//! # Website Repository
//!
//! CMS pages, blog posts, and public contact-form messages.

use chrono::Utc;
use sqlx::SqlitePool;
use tracing::debug;

use crate::error::{DbError, DbResult};
use keel_core::{BlogPost, Message, Page};

const PAGE_COLUMNS: &str = "id, company_id, title, slug, content, meta_title, \
     meta_description, meta_keywords, is_published, published_date, author_id, created_at, \
     updated_at";

const POST_COLUMNS: &str = "id, company_id, title, slug, excerpt, content, \
     featured_image_url, category, tags, meta_title, meta_description, meta_keywords, \
     is_published, published_date, author_id, views, created_at, updated_at";

#[derive(Debug, Clone)]
pub struct WebsiteRepository {
    pool: SqlitePool,
}

impl WebsiteRepository {
    pub fn new(pool: SqlitePool) -> Self {
        WebsiteRepository { pool }
    }

    // -------------------------------------------------------------------------
    // Pages
    // -------------------------------------------------------------------------

    pub async fn list_pages(&self, company_id: &str) -> DbResult<Vec<Page>> {
        let rows = sqlx::query_as::<_, Page>(&format!(
            "SELECT {PAGE_COLUMNS} FROM pages WHERE company_id = ?1 ORDER BY created_at DESC"
        ))
        .bind(company_id)
        .fetch_all(&self.pool)
        .await?;

        Ok(rows)
    }

    pub async fn get_page(&self, company_id: &str, id: &str) -> DbResult<Option<Page>> {
        let row = sqlx::query_as::<_, Page>(&format!(
            "SELECT {PAGE_COLUMNS} FROM pages WHERE id = ?1 AND company_id = ?2"
        ))
        .bind(id)
        .bind(company_id)
        .fetch_optional(&self.pool)
        .await?;

        Ok(row)
    }

    pub async fn insert_page(&self, page: &Page) -> DbResult<()> {
        debug!(slug = %page.slug, "Inserting page");

        sqlx::query(&format!(
            "INSERT INTO pages ({PAGE_COLUMNS}) \
             VALUES (?1, ?2, ?3, ?4, ?5, ?6, ?7, ?8, ?9, ?10, ?11, ?12, ?13)"
        ))
        .bind(&page.id)
        .bind(&page.company_id)
        .bind(&page.title)
        .bind(&page.slug)
        .bind(&page.content)
        .bind(&page.meta_title)
        .bind(&page.meta_description)
        .bind(&page.meta_keywords)
        .bind(page.is_published)
        .bind(page.published_date)
        .bind(&page.author_id)
        .bind(page.created_at)
        .bind(page.updated_at)
        .execute(&self.pool)
        .await?;

        Ok(())
    }

    pub async fn update_page(&self, page: &Page) -> DbResult<()> {
        let result = sqlx::query(
            "UPDATE pages SET title = ?3, slug = ?4, content = ?5, meta_title = ?6, \
             meta_description = ?7, meta_keywords = ?8, is_published = ?9, \
             published_date = ?10, updated_at = ?11 WHERE id = ?1 AND company_id = ?2",
        )
        .bind(&page.id)
        .bind(&page.company_id)
        .bind(&page.title)
        .bind(&page.slug)
        .bind(&page.content)
        .bind(&page.meta_title)
        .bind(&page.meta_description)
        .bind(&page.meta_keywords)
        .bind(page.is_published)
        .bind(page.published_date)
        .bind(Utc::now())
        .execute(&self.pool)
        .await?;

        if result.rows_affected() == 0 {
            return Err(DbError::not_found("Page", &page.id));
        }

        Ok(())
    }

    pub async fn delete_page(&self, company_id: &str, id: &str) -> DbResult<()> {
        let result = sqlx::query("DELETE FROM pages WHERE id = ?1 AND company_id = ?2")
            .bind(id)
            .bind(company_id)
            .execute(&self.pool)
            .await?;

        if result.rows_affected() == 0 {
            return Err(DbError::not_found("Page", id));
        }

        Ok(())
    }

    // -------------------------------------------------------------------------
    // Blog posts
    // -------------------------------------------------------------------------

    pub async fn list_posts(&self, company_id: &str) -> DbResult<Vec<BlogPost>> {
        let rows = sqlx::query_as::<_, BlogPost>(&format!(
            "SELECT {POST_COLUMNS} FROM blog_posts \
             WHERE company_id = ?1 ORDER BY published_date DESC"
        ))
        .bind(company_id)
        .fetch_all(&self.pool)
        .await?;

        Ok(rows)
    }

    pub async fn get_post(&self, company_id: &str, id: &str) -> DbResult<Option<BlogPost>> {
        let row = sqlx::query_as::<_, BlogPost>(&format!(
            "SELECT {POST_COLUMNS} FROM blog_posts WHERE id = ?1 AND company_id = ?2"
        ))
        .bind(id)
        .bind(company_id)
        .fetch_optional(&self.pool)
        .await?;

        Ok(row)
    }

    pub async fn insert_post(&self, post: &BlogPost) -> DbResult<()> {
        debug!(slug = %post.slug, "Inserting blog post");

        sqlx::query(&format!(
            "INSERT INTO blog_posts ({POST_COLUMNS}) \
             VALUES (?1, ?2, ?3, ?4, ?5, ?6, ?7, ?8, ?9, ?10, ?11, ?12, ?13, ?14, ?15, ?16, \
             ?17, ?18)"
        ))
        .bind(&post.id)
        .bind(&post.company_id)
        .bind(&post.title)
        .bind(&post.slug)
        .bind(&post.excerpt)
        .bind(&post.content)
        .bind(&post.featured_image_url)
        .bind(&post.category)
        .bind(&post.tags)
        .bind(&post.meta_title)
        .bind(&post.meta_description)
        .bind(&post.meta_keywords)
        .bind(post.is_published)
        .bind(post.published_date)
        .bind(&post.author_id)
        .bind(post.views)
        .bind(post.created_at)
        .bind(post.updated_at)
        .execute(&self.pool)
        .await?;

        Ok(())
    }

    pub async fn update_post(&self, post: &BlogPost) -> DbResult<()> {
        let result = sqlx::query(
            "UPDATE blog_posts SET title = ?3, slug = ?4, excerpt = ?5, content = ?6, \
             featured_image_url = ?7, category = ?8, tags = ?9, meta_title = ?10, \
             meta_description = ?11, meta_keywords = ?12, is_published = ?13, \
             published_date = ?14, updated_at = ?15 WHERE id = ?1 AND company_id = ?2",
        )
        .bind(&post.id)
        .bind(&post.company_id)
        .bind(&post.title)
        .bind(&post.slug)
        .bind(&post.excerpt)
        .bind(&post.content)
        .bind(&post.featured_image_url)
        .bind(&post.category)
        .bind(&post.tags)
        .bind(&post.meta_title)
        .bind(&post.meta_description)
        .bind(&post.meta_keywords)
        .bind(post.is_published)
        .bind(post.published_date)
        .bind(Utc::now())
        .execute(&self.pool)
        .await?;

        if result.rows_affected() == 0 {
            return Err(DbError::not_found("Blog post", &post.id));
        }

        Ok(())
    }

    pub async fn delete_post(&self, company_id: &str, id: &str) -> DbResult<()> {
        let result = sqlx::query("DELETE FROM blog_posts WHERE id = ?1 AND company_id = ?2")
            .bind(id)
            .bind(company_id)
            .execute(&self.pool)
            .await?;

        if result.rows_affected() == 0 {
            return Err(DbError::not_found("Blog post", id));
        }

        Ok(())
    }

    /// Bumps the view counter on a post read.
    pub async fn increment_post_views(&self, company_id: &str, id: &str) -> DbResult<()> {
        sqlx::query(
            "UPDATE blog_posts SET views = views + 1 WHERE id = ?1 AND company_id = ?2",
        )
        .bind(id)
        .bind(company_id)
        .execute(&self.pool)
        .await?;

        Ok(())
    }

    // -------------------------------------------------------------------------
    // Messages
    // -------------------------------------------------------------------------

    pub async fn list_messages(&self) -> DbResult<Vec<Message>> {
        let rows = sqlx::query_as::<_, Message>(
            "SELECT id, name, email, subject, message, created_at FROM messages \
             ORDER BY created_at DESC",
        )
        .fetch_all(&self.pool)
        .await?;

        Ok(rows)
    }

    pub async fn insert_message(&self, message: &Message) -> DbResult<()> {
        sqlx::query(
            "INSERT INTO messages (id, name, email, subject, message, created_at) \
             VALUES (?1, ?2, ?3, ?4, ?5, ?6)",
        )
        .bind(&message.id)
        .bind(&message.name)
        .bind(&message.email)
        .bind(&message.subject)
        .bind(&message.message)
        .bind(message.created_at)
        .execute(&self.pool)
        .await?;

        Ok(())
    }
}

**TASK OBJECTIVE**
Reproduce each line from the data that has "ORDER" in it.

**RESULT FOR THIS TASK**
            "SELECT {PAGE_COLUMNS} FROM pages WHERE company_id = ?1 ORDER BY created_at DESC"
             WHERE company_id = ?1 ORDER BY published_date DESC"
             ORDER BY created_at DESC",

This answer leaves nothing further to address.